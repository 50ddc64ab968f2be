//! Entry point: turn a configuration and a set of models into a mountable router.

use crate::config::{resolve, ApiConfig, ResolvedApi, DEFAULT_BODY_LIMIT};
use crate::error::ConfigError;
use crate::model::ModelRegistry;
use crate::routes::model_routes;
use axum::Router;
use std::sync::Arc;
use tower_http::limit::RequestBodyLimitLayer;

/// A generated REST API. Build once at startup, then mount [`ModelApi::router`]
/// under any base path.
#[derive(Clone)]
pub struct ModelApi {
    api: Arc<ResolvedApi>,
    body_limit: usize,
}

impl ModelApi {
    /// Select the exposed models and precompute every guard chain.
    /// Fails on unknown model names, bad patterns or colliding routes.
    pub fn new(config: &ApiConfig, registry: &ModelRegistry) -> Result<Self, ConfigError> {
        let api = resolve(config, registry)?;
        tracing::info!(models = ?api.names(), "model API ready");
        Ok(Self {
            api: Arc::new(api),
            body_limit: DEFAULT_BODY_LIMIT,
        })
    }

    pub fn with_body_limit(mut self, bytes: usize) -> Self {
        self.body_limit = bytes;
        self
    }

    pub fn api(&self) -> &ResolvedApi {
        &self.api
    }

    pub fn router(&self) -> Router {
        model_routes(self.api.clone()).layer(RequestBodyLimitLayer::new(self.body_limit))
    }
}
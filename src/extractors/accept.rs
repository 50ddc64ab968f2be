//! Content negotiation: every generated route answers JSON only.

use crate::error::{ApiError, ErrorCause};
use async_trait::async_trait;
use axum::{
    extract::FromRequestParts,
    http::{header::ACCEPT, request::Parts},
};
use mime::Mime;

pub const JSON_MIME: &str = "application/json";

/// Guard extractor: rejects with 415 unless the `Accept` header allows `application/json`.
#[derive(Clone, Copy, Debug)]
pub struct JsonAccept;

/// `application/json`, `application/*` or `*/*`; parameters are ignored.
fn is_json_range(range: &Mime) -> bool {
    let (kind, subtype) = (range.type_(), range.subtype());
    (kind == mime::STAR && subtype == mime::STAR)
        || (kind == mime::APPLICATION && (subtype == mime::STAR || subtype == mime::JSON))
}

/// True when one media range of the `Accept` list admits `application/json`.
/// Entries that do not parse as media ranges are skipped.
pub fn accepts_json(accept: &str) -> bool {
    accept
        .split(',')
        .filter_map(|entry| entry.trim().to_ascii_lowercase().parse::<Mime>().ok())
        .any(|range| is_json_range(&range))
}

#[async_trait]
impl<S> FromRequestParts<S> for JsonAccept
where
    S: Send + Sync,
{
    type Rejection = ApiError;

    async fn from_request_parts(parts: &mut Parts, _state: &S) -> Result<Self, Self::Rejection> {
        let accept = parts
            .headers
            .get(ACCEPT)
            .and_then(|v| v.to_str().ok())
            .unwrap_or("");
        if accepts_json(accept) {
            return Ok(JsonAccept);
        }
        Err(ApiError::unsupported_media_type(Some(ErrorCause::Request(format!(
            "Unsupported Accept MIME \"{}\". This API only supports \"{}\"",
            accept, JSON_MIME
        )))))
    }
}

──────────────────────────────

:: WHAT YOU WILL DO ::
Keeping every word in place, restate the entries above.

:: WRITTEN ANSWER ::
repository 50ddc64ab968f2be
//! Entry point: turn a configuration and a set of models into a mountable router.

use crate::config::{resolve, ApiConfig, ResolvedApi, DEFAULT_BODY_LIMIT};
use crate::error::ConfigError;
use crate::model::ModelRegistry;
use crate::routes::model_routes;
use axum::Router;
use std::sync::Arc;
use tower_http::limit::RequestBodyLimitLayer;

/// A generated REST API. Build once at startup, then mount [`ModelApi::router`]
/// under any base path.
#[derive(Clone)]
pub struct ModelApi {
    api: Arc<ResolvedApi>,
    body_limit: usize,
}

impl ModelApi {
    /// Select the exposed models and precompute every guard chain.
    /// Fails on unknown model names, bad patterns or colliding routes.
    pub fn new(config: &ApiConfig, registry: &ModelRegistry) -> Result<Self, ConfigError> {
        let api = resolve(config, registry)?;
        tracing::info!(models = ?api.names(), "model API ready");
        Ok(Self {
            api: Arc::new(api),
            body_limit: DEFAULT_BODY_LIMIT,
        })
    }

    pub fn with_body_limit(mut self, bytes: usize) -> Self {
        self.body_limit = bytes;
        self
    }

    pub fn api(&self) -> &ResolvedApi {
        &self.api
    }

    pub fn router(&self) -> Router {
        model_routes(self.api.clone()).layer(RequestBodyLimitLayer::new(self.body_limit))
    }
}
filename src/extractors/accept.rs
repository 50ddc64ab968f2be
//! Content negotiation: every generated route answers JSON only.

use crate::error::{ApiError, ErrorCause};
use async_trait::async_trait;
use axum::{
    extract::FromRequestParts,
    http::{header::ACCEPT, request::Parts},
};
use mime::Mime;

pub const JSON_MIME: &str = "application/json";

/// Guard extractor: rejects with 415 unless the `Accept` header allows `application/json`.
#[derive(Clone, Copy, Debug)]
pub struct JsonAccept;

/// `application/json`, `application/*` or `*/*`; parameters are ignored.
fn is_json_range(range: &Mime) -> bool {
    let (kind, subtype) = (range.type_(), range.subtype());
    (kind == mime::STAR && subtype == mime::STAR)
        || (kind == mime::APPLICATION && (subtype == mime::STAR || subtype == mime::JSON))
}

/// True when one media range of the `Accept` list admits `application/json`.
/// Entries that do not parse as media ranges are skipped.
pub fn accepts_json(accept: &str) -> bool {
    accept
        .split(',')
        .filter_map(|entry| entry.trim().to_ascii_lowercase().parse::<Mime>().ok())
        .any(|range| is_json_range(&range))
}

#[async_trait]
impl<S> FromRequestParts<S> for JsonAccept
where
    S: Send + Sync,
{
    type Rejection = ApiError;

    async fn from_request_parts(parts: &mut Parts, _state: &S) -> Result<Self, Self::Rejection> {
        let accept = parts
            .headers
            .get(ACCEPT)
            .and_then(|v| v.to_str().ok())
            .unwrap_or("");
        if accepts_json(accept) {
            return Ok(JsonAccept);
        }
        Err(ApiError::unsupported_media_type(Some(ErrorCause::Request(format!(
            "Unsupported Accept MIME \"{}\". This API only supports \"{}\"",
            accept, JSON_MIME
        )))))
    }
}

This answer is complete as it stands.